Would love your thoughts/advice, especially from anyone who has managed a similar situation in the past.

Thank you in advance!


I am not sure why you would use different target date funds at the different distribution dates.

If the funds are meant for your daughters, then I'd pick the target date of THEIR retirement. If daughter A was born in 2006, then perhaps a target date fund of 2070 would be appropriate. And that is appropriate regardless if she's 21, 25 or 30. Sames goes for Daughter B.

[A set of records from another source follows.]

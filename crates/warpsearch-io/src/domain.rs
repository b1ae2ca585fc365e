//! Domain types for warpsearch-io.

use std::collections::HashMap;

use warpsearch_dtw::TimeSeries;
use warpsearch_search::ClassLabel;

use crate::IoError;

/// A validated experiment name for output file naming.
///
/// Must match `[a-zA-Z0-9_-]+`.
#[derive(Debug, Clone, PartialEq, Eq)]
pub struct ExperimentName(String);

impl ExperimentName {
    /// Parse and validate an experiment name.
    ///
    /// # Errors
    ///
    /// Returns [`IoError::InvalidExperimentName`] if the name is empty or
    /// contains characters outside `[a-zA-Z0-9_-]`.
    pub fn new(name: String) -> Result<Self, IoError> {
        if name.is_empty()
            || !name
                .chars()
                .all(|c| c.is_ascii_alphanumeric() || c == '_' || c == '-')
        {
            return Err(IoError::InvalidExperimentName { name });
        }
        Ok(Self(name))
    }

    /// Return the experiment name as a string slice.
    pub fn as_str(&self) -> &str {
        &self.0
    }
}

impl std::fmt::Display for ExperimentName {
    fn fmt(&self, f: &mut std::fmt::Formatter<'_>) -> std::fmt::Result {
        f.write_str(&self.0)
    }
}

/// Bidirectional map between class names and dense [`ClassLabel`]s.
///
/// Labels are assigned in order of first appearance.
#[derive(Debug, Clone, Default, PartialEq, Eq)]
pub struct ClassIndex {
    names: Vec<String>,
    lookup: HashMap<String, ClassLabel>,
}

impl ClassIndex {
    /// Build an index from names in order of appearance; repeats are ignored.
    pub fn from_names<'a>(names: impl IntoIterator<Item = &'a str>) -> Self {
        let mut index = Self::default();
        for name in names {
            if !index.lookup.contains_key(name) {
                let label = ClassLabel::new(index.names.len());
                index.lookup.insert(name.to_string(), label);
                index.names.push(name.to_string());
            }
        }
        index
    }

    /// Return the label of `name`.
    ///
    /// # Errors
    ///
    /// Returns [`IoError::UnknownClass`] if `name` is not in the index.
    pub fn encode(&self, name: &str) -> Result<ClassLabel, IoError> {
        self.lookup
            .get(name)
            .copied()
            .ok_or_else(|| IoError::UnknownClass {
                name: name.to_string(),
            })
    }

    /// Return the name of `label`, or `None` if it is out of range.
    #[must_use]
    pub fn name(&self, label: ClassLabel) -> Option<&str> {
        self.names.get(label.index()).map(String::as_str)
    }

    /// Return all names, indexed by label.
    #[must_use]
    pub fn names(&self) -> &[String] {
        &self.names
    }

    /// Return the number of classes.
    #[must_use]
    pub fn len(&self) -> usize {
        self.names.len()
    }

    /// Return true if the index holds no class.
    #[must_use]
    pub fn is_empty(&self) -> bool {
        self.names.is_empty()
    }
}

/// Labelled series read from a file, in row order.
///
/// Produced by [`LabeledReader`](crate::LabeledReader). `class_names[i]` is the
/// raw label of `series[i]`.
#[derive(Debug, Clone)]
pub struct LabeledDataset {
    /// Raw class name of every row.
    pub class_names: Vec<String>,
    /// Validated series in the same order.
    pub series: Vec<TimeSeries>,
}

impl LabeledDataset {
    /// Return the number of rows.
    #[must_use]
    pub fn len(&self) -> usize {
        self.series.len()
    }

    /// Return true if the dataset has no rows.
    #[must_use]
    pub fn is_empty(&self) -> bool {
        self.series.is_empty()
    }

    /// Build a class index from this dataset's labels.
    #[must_use]
    pub fn class_index(&self) -> ClassIndex {
        ClassIndex::from_names(self.class_names.iter().map(String::as_str))
    }

    /// Encode every row's class name with `index`.
    ///
    /// # Errors
    ///
    /// Returns [`IoError::UnknownClass`] for the first name missing from `index`.
    pub fn labels(&self, index: &ClassIndex) -> Result<Vec<ClassLabel>, IoError> {
        self.class_names.iter().map(|name| index.encode(name)).collect()
    }
}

Three fund portfolios are very easy for Bogleheads to manage. But for someone turning 21, I'd definitely go with a target date fund.
Easy to maintain, well diversified, low cost, and self adjusting glide path.
Topic Author
slickracer
Posts: 53
Joined: Sat Dec 26, 2020 10:00 am

Re: Trust investments

Post by slickracer »

Distributions need to be complete when the youngest turns 30, which is in 17 years. We want the trust to cease at that point and be done with it.
L82GAME
Posts: 561
Joined: Sat Dec 07, 2019 9:29 am

Re: Trust investments

Post by L82GAME »

How is the $100k currently invested (e.g., in a bank account titled to the Trust, or some other arrangement)?
"Still I am learning." - Michelangelo
Topic Author
slickracer
Posts: 53
Joined: Sat Dec 26, 2020 10:00 am

Re: Trust investments

Post by slickracer »

L82GAME wrote: Sat May 08, 2021 7:55 am How is the $100k currently invested (e.g., in a bank account titled to the Trust, or some other arrangement)?
Yes, currently in a trust titled bank account, awaiting the settlement of real estate to determine the exact amount of funds to invest.
Enolacs
Posts: 3
Joined: Sat May 08, 2021 8:04 am

Re: Trust investments

Post by Enolacs »

noraz123 wrote: Sat May 08, 2021 7:50 am Three fund portfolios are very easy for Bogleheads to manage. But for someone turning 21, I'd definitely go with a target date fund. Easy to maintain, well diversified, low cost, and self adjusting glide path.
My vote would be for a target date fund, with a single date as mentioned above for the daughters respective retirement, or better yet a total world index fund. Keep it simple.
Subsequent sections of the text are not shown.